= Boston Marine Society =

Charitable organization

The Boston Marine Society (established 1742) is a charitable organization in Boston, Massachusetts, formed "to 'make navigation more safe' and to relieve members and their families in poverty or other 'adverse accidents in life.'" Membership generally consists of current and former ship captains.

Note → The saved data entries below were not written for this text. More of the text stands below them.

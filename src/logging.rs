use anyhow::{Context, Result};
use directories::ProjectDirs;
use std::path::{Path, PathBuf};
use std::time::{Duration, SystemTime};
use tracing_appender::non_blocking::WorkerGuard;
use tracing_subscriber::filter::LevelFilter;
use tracing_subscriber::{layer::SubscriberExt, util::SubscriberInitExt, EnvFilter, Layer};

const LOG_DIR_ENV: &str = "SCREEN_RECORDER_LOG_PATH";
const LOG_RETENTION_DAYS: u64 = 7;

/// Which process is logging; each role writes its own file
#[derive(Debug, Clone, Copy, PartialEq, Eq)]
pub enum LogRole {
    Controller,
    Recorder,
}

impl LogRole {
    fn file_basename(self) -> &'static str {
        match self {
            LogRole::Controller => "controller.log",
            LogRole::Recorder => "recorder.log",
        }
    }
}

/// Get the log directory path
pub fn get_log_dir() -> Result<PathBuf> {
    resolve_log_dir()
}

pub fn init_logging(role: LogRole) -> Result<WorkerGuard> {
    let log_dir = resolve_log_dir()?;
    std::fs::create_dir_all(&log_dir)
        .with_context(|| format!("Failed to create log directory: {:?}", log_dir))?;

    prune_old_logs(
        &log_dir,
        role.file_basename(),
        Duration::from_secs(60 * 60 * 24 * LOG_RETENTION_DAYS),
    );

    let file_appender = tracing_appender::rolling::daily(&log_dir, role.file_basename());
    let (non_blocking, guard) = tracing_appender::non_blocking(file_appender);

    let env_filter = EnvFilter::try_from_default_env().unwrap_or_else(|_| EnvFilter::new("info"));

    let file_layer = tracing_subscriber::fmt::layer()
        .with_writer(non_blocking)
        .with_ansi(false)
        .with_thread_names(true);

    // The recorder runs detached; only the controller has a console worth writing to
    let stderr_layer = (role == LogRole::Controller).then(|| {
        tracing_subscriber::fmt::layer()
            .with_writer(std::io::stderr)
            .with_target(false)
            .with_filter(LevelFilter::WARN)
    });

    tracing_subscriber::registry()
        .with(env_filter)
        .with(file_layer)
        .with(stderr_layer)
        .try_init()
        .context("Failed to install the tracing subscriber")?;

    Ok(guard)
}

fn resolve_log_dir() -> Result<PathBuf> {
    if let Ok(override_path) = std::env::var(LOG_DIR_ENV) {
        return Ok(PathBuf::from(override_path));
    }

    let proj_dirs = ProjectDirs::from("dev", "screen-recorder", "screen-recorder")
        .context("Failed to determine project directories for log path")?;

    #[cfg(any(target_os = "windows", target_os = "macos"))]
    {
        return Ok(proj_dirs.data_local_dir().join("Logs"));
    }

    #[cfg(target_os = "linux")]
    {
        let base = proj_dirs
            .state_dir()
            .unwrap_or_else(|| proj_dirs.data_local_dir());
        return Ok(base.join("logs"));
    }

    #[cfg(not(any(target_os = "macos", target_os = "windows", target_os = "linux")))]
    {
        return Ok(proj_dirs.data_local_dir().join("logs"));
    }
}

fn prune_old_logs(log_dir: &Path, basename: &str, max_age: Duration) {
    let Ok(entries) = std::fs::read_dir(log_dir) else {
        return;
    };

    let cutoff = SystemTime::now().checked_sub(max_age);
    let Some(cutoff) = cutoff else {
        return;
    };

    for entry in entries.flatten() {
        let path = entry.path();
        if !path.is_file() {
            continue;
        }

        let file_name = path.file_name().and_then(|name| name.to_str());
        let Some(file_name) = file_name else {
            continue;
        };

        if !file_name.starts_with(basename) {
            continue;
        }

        let Ok(metadata) = entry.metadata() else {
            continue;
        };

        let Ok(modified) = metadata.modified() else {
            continue;
        };

        if modified < cutoff {
            let _ = std::fs::remove_file(&path);
        }
    }
}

The society provides financial support to members and their families in times of need; and also actively advises on maritime navigational safety such as the placement of lighthouses and buoys, and selection of Boston Harbor pilots.

==Brief history==

The society first formed as a fellowship in 1742, and officially incorporated in 1754. Founders included William Starkey, Edward Cahill, Isaac Freeman, Richard Humphreys, Edward Freyer, Moses Bennet, Jonathan Clarke, John Cullum, Joseph Prince, and Abraham Remmick. In its first century the society conducted meetings at the Concert Hall, Bunch-of-Grapes tavern, and the Sun Tavern. In 1851 it kept an office on Commercial Street and later in the Merchants Exchange. Since the 1980s it has operated from offices in the Boston Navy Yard.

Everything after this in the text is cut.